秋葉原に「IoTピザ屋」が爆誕 超小型コンピュータ「Raspberry Pi」を駆使した窯で焼かれる最先端ピザとは
IoT(Internet of Things、モノのインターネット)×ピザ――電気街・秋葉原にぴったりな組み合わせのお店があると、ツイッターで注目を集めている。
これは、ツイッターユーザーのソネケンさん(@sonken625)が2021年4月24日に投稿したもの。
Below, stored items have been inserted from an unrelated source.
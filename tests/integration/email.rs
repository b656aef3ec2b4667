//! Integration tests for message sends

use super::*;
use postmark_client::{
    Attachment, Message, Metadata, MimePart, MissingField, PostmarkClient, PostmarkError,
};
use pretty_assertions::assert_eq;
use serde_json::json;
use test_case::test_case;
use wiremock::matchers::{body_partial_json, method, path};
use wiremock::{Mock, ResponseTemplate};

fn message() -> postmark_client::MessageBuilder {
    Message::builder()
        .sender("sender@example.com")
        .to("receiver@example.com")
        .subject("Subject")
        .text_body("Body")
}

#[tokio::test]
async fn test_send_success() {
    let mock_server = setup_mock_server().await;

    mock_with_auth("/email", "POST")
        .and(body_partial_json(json!({
            "From": "sender@example.com",
            "To": "receiver@example.com",
            "Subject": "Subject",
            "TextBody": "Body"
        })))
        .respond_with(ResponseTemplate::new(200).set_body_json(accepted(
            "receiver@example.com",
            "0a129aee-e1cd-480d-b08d-4f48548ff48d",
        )))
        .expect(1)
        .mount(&mock_server)
        .await;

    let response = client_for(&mock_server)
        .emails()
        .send(&message().build())
        .await
        .unwrap();

    assert!(response.is_success());
    assert_eq!(
        response.message_id.as_deref(),
        Some("0a129aee-e1cd-480d-b08d-4f48548ff48d")
    );
}

#[tokio::test]
async fn test_send_sets_json_content_type() {
    let mock_server = setup_mock_server().await;

    Mock::given(method("POST"))
        .and(path("/email"))
        .and(wiremock::matchers::header("Content-Type", "application/json"))
        .respond_with(ResponseTemplate::new(200).set_body_json(accepted("r@example.com", "id")))
        .expect(1)
        .mount(&mock_server)
        .await;

    client_for(&mock_server)
        .emails()
        .send(&message().build())
        .await
        .unwrap();
}

#[tokio::test]
async fn test_unset_fields_are_omitted() {
    let mock_server = setup_mock_server().await;

    Mock::given(method("POST"))
        .and(path("/email"))
        .respond_with(ResponseTemplate::new(200).set_body_json(accepted("r@example.com", "id")))
        .mount(&mock_server)
        .await;

    client_for(&mock_server)
        .emails()
        .send(&message().build())
        .await
        .unwrap();

    let body = single_request_body(&mock_server).await;
    for key in ["Cc", "Bcc", "HtmlBody", "ReplyTo", "Headers", "Attachments", "Metadata", "TrackOpens", "MessageStream", "Tag"] {
        assert!(body.get(key).is_none(), "{key} should be omitted");
    }
}

#[test_case(Message::builder().to("receiver@example.com").build(), MissingField::Subject; "missing subject")]
#[test_case(Message::builder().subject("Subject").build(), MissingField::Recipients; "missing recipients")]
#[test_case(Message::builder().subject("Subject").cc("cc@example.com").build(), MissingField::Recipients; "cc only")]
#[test_case(Message::builder().to("r@example.com").template_id(1).build(), MissingField::TemplatePairing; "template id without model")]
#[test_case(Message::builder().to("r@example.com").template_alias("welcome").build(), MissingField::TemplatePairing; "template alias without model")]
#[test_case(Message::builder().to("r@example.com").template_id(1).template_alias("welcome").template_model(json!({})).build(), MissingField::TemplatePairing; "template id and alias")]
#[test_case(Message::builder().to("r@example.com").template_model(json!({})).build(), MissingField::TemplateReference; "template model without reference")]
#[tokio::test]
async fn test_validation_fails_without_request(message: Message, expected: MissingField) {
    let mock_server = setup_mock_server().await;

    Mock::given(method("POST"))
        .respond_with(ResponseTemplate::new(200))
        .expect(0)
        .mount(&mock_server)
        .await;

    let message = Message {
        sender: Some("sender@example.com".to_string()),
        ..message
    };
    let err = client_for(&mock_server).emails().send(&message).await.unwrap_err();

    assert_eq!(err.missing_field(), Some(expected));
}

#[tokio::test]
async fn test_bcc_only_message_is_sent() {
    let mock_server = setup_mock_server().await;

    mock_with_auth("/email", "POST")
        .and(body_partial_json(json!({"Bcc": "hidden@example.com"})))
        .respond_with(ResponseTemplate::new(200).set_body_json(accepted("hidden@example.com", "id")))
        .expect(1)
        .mount(&mock_server)
        .await;

    let message = Message::builder()
        .sender("sender@example.com")
        .bcc("hidden@example.com")
        .subject("Subject")
        .build();

    client_for(&mock_server).emails().send(&message).await.unwrap();
}

#[test]
fn test_nested_metadata_is_rejected_locally() {
    let err = Metadata::try_from(json!({"test": {}})).unwrap_err();
    assert!(matches!(err, PostmarkError::InvalidMetadata { ref key, .. } if key == "test"));
    assert!(err.is_local());
}

#[tokio::test]
async fn test_metadata_is_sent() {
    let mock_server = setup_mock_server().await;

    mock_with_auth("/email", "POST")
        .and(body_partial_json(json!({"Metadata": {"test": "test"}})))
        .respond_with(ResponseTemplate::new(200).set_body_json(accepted("r@example.com", "id")))
        .expect(1)
        .mount(&mock_server)
        .await;

    let metadata = Metadata::try_from(json!({"test": "test"})).unwrap();
    client_for(&mock_server)
        .emails()
        .send(&message().metadata(metadata).build())
        .await
        .unwrap();
}

#[tokio::test]
async fn test_inactive_recipient() {
    let mock_server = setup_mock_server().await;

    mock_with_auth("/email", "POST")
        .respond_with(error_response(
            422,
            406,
            "You tried to send to a recipient that has been marked as inactive.",
        ))
        .mount(&mock_server)
        .await;

    let err = client_for(&mock_server)
        .emails()
        .send(&message().build())
        .await
        .unwrap_err();

    match err {
        PostmarkError::InactiveRecipient { message } => assert!(message.contains("inactive")),
        other => panic!("Expected InactiveRecipient, got {other:?}"),
    }
}

#[tokio::test]
async fn test_unprocessable_entity() {
    let mock_server = setup_mock_server().await;

    mock_with_auth("/email", "POST")
        .respond_with(error_response(422, 300, "Invalid email request"))
        .mount(&mock_server)
        .await;

    let err = client_for(&mock_server)
        .emails()
        .send(&message().build())
        .await
        .unwrap_err();

    assert!(matches!(
        err,
        PostmarkError::UnprocessableEntity { error_code: Some(300), .. }
    ));
}

#[tokio::test]
async fn test_server_error() {
    let mock_server = setup_mock_server().await;

    mock_with_auth("/email", "POST")
        .respond_with(ResponseTemplate::new(500))
        .mount(&mock_server)
        .await;

    let err = client_for(&mock_server)
        .emails()
        .send(&message().build())
        .await
        .unwrap_err();

    assert!(matches!(err, PostmarkError::Server { status_code: 500, .. }));
}

#[tokio::test]
async fn test_unauthorized() {
    let mock_server = setup_mock_server().await;

    Mock::given(method("POST"))
        .and(path("/email"))
        .respond_with(error_response(401, 10, "Bad or missing Server API token."))
        .mount(&mock_server)
        .await;

    let client = PostmarkClient::builder()
        .api_key("wrong-token")
        .base_url(mock_server.uri())
        .build()
        .unwrap();
    let err = client.emails().send(&message().build()).await.unwrap_err();

    assert!(matches!(err, PostmarkError::Unauthorized { .. }));
}

#[tokio::test]
async fn test_connection_failure_is_transport_error() {
    let client = PostmarkClient::builder()
        .api_key(TEST_TOKEN)
        .base_url("http://127.0.0.1:1")
        .build()
        .unwrap();

    let err = client.emails().send(&message().build()).await.unwrap_err();
    assert!(matches!(err, PostmarkError::Transport(_)));
}

#[tokio::test]
async fn test_attachments() {
    let mock_server = setup_mock_server().await;

    Mock::given(method("POST"))
        .and(path("/email"))
        .respond_with(ResponseTemplate::new(200).set_body_json(accepted("r@example.com", "id")))
        .mount(&mock_server)
        .await;

    let message = message()
        .attachment(Attachment::new("TextFile", "content", "text/plain"))
        .attachment(
            Attachment::new("InlineImage", "image_content", "image/png")
                .with_content_id("cid:image@postmarkapp.com"),
        )
        .attachment(MimePart::new("image/png", b"image_file".to_vec()).filename("image.png"))
        .attachment(
            MimePart::new("image/png", b"inline_image_file".to_vec())
                .filename("image_with_id.png")
                .content_id("<image2@postmarkapp.com>"),
        )
        .attachment(
            MimePart::new("image/png", b"inline_image_file".to_vec())
                .filename("inline_image.png")
                .content_id("<image3@postmarkapp.com>")
                .disposition("inline"),
        )
        .build();

    client_for(&mock_server).emails().send(&message).await.unwrap();

    let body = single_request_body(&mock_server).await;
    assert_eq!(
        body["Attachments"],
        json!([
            {"Name": "TextFile", "Content": "content", "ContentType": "text/plain"},
            {"Name": "InlineImage", "Content": "image_content", "ContentType": "image/png", "ContentID": "cid:image@postmarkapp.com"},
            {"Name": "image.png", "Content": "aW1hZ2VfZmlsZQ==", "ContentType": "image/png"},
            {"Name": "image_with_id.png", "Content": "aW5saW5lX2ltYWdlX2ZpbGU=", "ContentType": "image/png", "ContentID": "image2@postmarkapp.com"},
            {"Name": "inline_image.png", "Content": "aW5saW5lX2ltYWdlX2ZpbGU=", "ContentType": "image/png", "ContentID": "cid:image3@postmarkapp.com"}
        ])
    );
}

#[tokio::test]
async fn test_template_send_uses_template_endpoint() {
    let mock_server = setup_mock_server().await;

    mock_with_auth("/email/withTemplate", "POST")
        .and(body_partial_json(json!({
            "TemplateId": 1234,
            "TemplateModel": {"name": "Ada"}
        })))
        .respond_with(ResponseTemplate::new(200).set_body_json(accepted("r@example.com", "id")))
        .expect(1)
        .mount(&mock_server)
        .await;

    let message = Message::builder()
        .sender("sender@example.com")
        .to("r@example.com")
        .template_id(1234)
        .template_model(json!({"name": "Ada"}))
        .build();

    client_for(&mock_server).emails().send(&message).await.unwrap();
}

#[tokio::test]
async fn test_defaults_from_config() {
    let mock_server = setup_mock_server().await;

    mock_with_auth("/email", "POST")
        .and(body_partial_json(json!({
            "From": "default@example.com",
            "TrackOpens": true
        })))
        .respond_with(ResponseTemplate::new(200).set_body_json(accepted("r@example.com", "id")))
        .expect(1)
        .mount(&mock_server)
        .await;

    let client = PostmarkClient::builder()
        .api_key(TEST_TOKEN)
        .base_url(mock_server.uri())
        .default_sender("default@example.com")
        .track_opens(true)
        .build()
        .unwrap();

    let message = Message::builder().to("r@example.com").subject("Subject").build();
    client.emails().send(&message).await.unwrap();
}

#[tokio::test]
async fn test_batch_send() {
    let mock_server = setup_mock_server().await;

    mock_with_auth("/email/batch", "POST")
        .respond_with(ResponseTemplate::new(200).set_body_json(json!([
            accepted("receiver1@example.com", "b7bc2f4a-e38e-4336-af7d-e6c392c2f817"),
            accepted("receiver2@example.com", "e2ecbbfc-fe12-463d-b933-9fe22915106d")
        ])))
        .expect(1)
        .mount(&mock_server)
        .await;

    let messages = [
        message().to("receiver1@example.com").build(),
        message().message_stream("broadcast").build(),
    ];
    let results = client_for(&mock_server)
        .emails()
        .send_batch(&messages)
        .await
        .unwrap();

    assert_eq!(results.len(), 2);
    assert_eq!(
        results[1].message_id.as_deref(),
        Some("e2ecbbfc-fe12-463d-b933-9fe22915106d")
    );

    let body = single_request_body(&mock_server).await;
    assert_eq!(body[0]["To"], "receiver@example.com,receiver1@example.com");
    assert_eq!(body[1]["MessageStream"], "broadcast");
}

#[tokio::test]
async fn test_batch_inactive_recipient_fails_whole_batch() {
    let mock_server = setup_mock_server().await;

    mock_with_auth("/email/batch", "POST")
        .respond_with(error_response(422, 406, "Inactive recipient"))
        .mount(&mock_server)
        .await;

    let err = client_for(&mock_server)
        .emails()
        .send_batch(&[message().build(), message().build()])
        .await
        .unwrap_err();

    assert!(matches!(err, PostmarkError::InactiveRecipient { .. }));
}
秋葉原に、窯やベルトコンベアが「Raspberry Pi(ラズベリーパイ)」(教育目的で開発された超小型コンピュータ)で制御されているピザ屋があるという。
情報工学には明るくない記者だが、なんとなく最先端っぽいことはわかる。
リプライ欄では、「使うのはラズベリーパイなのに作るのはトマトピザ」というツッコミに対して、このお店「おとめし」の公式アカウントが、
「ラズベリーソースのraspberry pi(zza)でございます」
と、ラズベリーピザの写真を投稿するという華麗な対応も。
いったいどんなお店なのだろうか......。Jタウンネット記者は27日、未来屋台「おとめし」の店主・村田一樹さんを取材した。
週ベースで機能を拡張
東京・秋葉原駅―御徒町駅間の高架下にある専門店が集まるスペース「SEEKBASE」に未来屋台「おとめし」がオープンしたのは、3月3日のこと。村田さんは「進化するIOTピザ」を掲げるこの店を、「秋葉原を面白くするため」に始めたと言う。
記者が「ピザは全自動で提供しているんですか?」と尋ねると、
「全自動じゃないです!(泣)、現在の全自動度は10%くらいです」
と、村田さん。まだ進化途中のようだ。
自動化によって省オペレーションがなされているのは、主にピザを焼く工程。
「普通のピザ屋台の場合は盛り付け担当と焼き担当に分かれて窯の中のピザの位置を調整しつつ焼くのですが、(「おとめし」では)盛り付け後は窯が自動で焼いてくれるので複数注文が来ても一人で対応できる窯というのが省オペレーションです」
と、教えてくれた。
気になるRaspberry piは、ピザ窯の温度管理を行っている。一定の温度以上になると、ヒーターをオフする仕組みだ。
焼く前のピザ生地をベルトコンベアにのせるとこの窯の中まで運び込まれ、焼きあがるとまたコンベアにのって窯から出てくる。
「盛り付けてる間に焼けるのでオーダーが何枚もあったときに先に2枚コンベアの上にのせて焼いておいて、(人は)残りの盛り付けをしたりできるので普通の窯より効率が良いはずです」(村田さん)
とのこと。
ベルトコンベアの動作やスピード管理も、Raspberry Piで窯内の温度を参照して制御できるようにしたいそうだが、まだこの部分は手動。
ただ、機能の拡張や修理は週ベースで行っているというので、Raspberry Piで出来ることはどんどん増えていくだろう。
「『進化するIoTピザ』という名前もその心がけから来ています」
と村田さん。
先週お店を訪れたときと今週とでは機能が増えて進化している、ということもザラにあるかもしれない。
ちなみに、ピザ窯もキッチンカーも全て手作り。
キッチンカーは、クラウドファンディングサービス「CAMPFIRE」で「ピザをハックする!IoTピザ窯のキッチンカーを秋葉原でやりたい!」というプロジェクトを立ち上げ、資金を調達。「クイックデリバリー」(移動販売車)を購入し、中身を空にして改装した。
とことん自分で作る、その姿勢が表れている。
秋葉原でロボットバトルリーグも?
そんな未来屋台「おとめし」でいちばん人気のメニューは、「マルゲリータ」(700円、税込み。以下同)。「煮豚とブロッコリー」(800円)も人気だ。
今後の展望を訊くと、
「借りているスペースが広いのでIoT猛者を集めて秋葉原高架下ロボットバトルリーグを開きたいです」
と、ワクワクする話を語ってくれた。
ピザ好きもメカ好きも大満足できそうな、未来屋台「おとめし」。どこまで進化するのか、未来の姿が楽しみだ。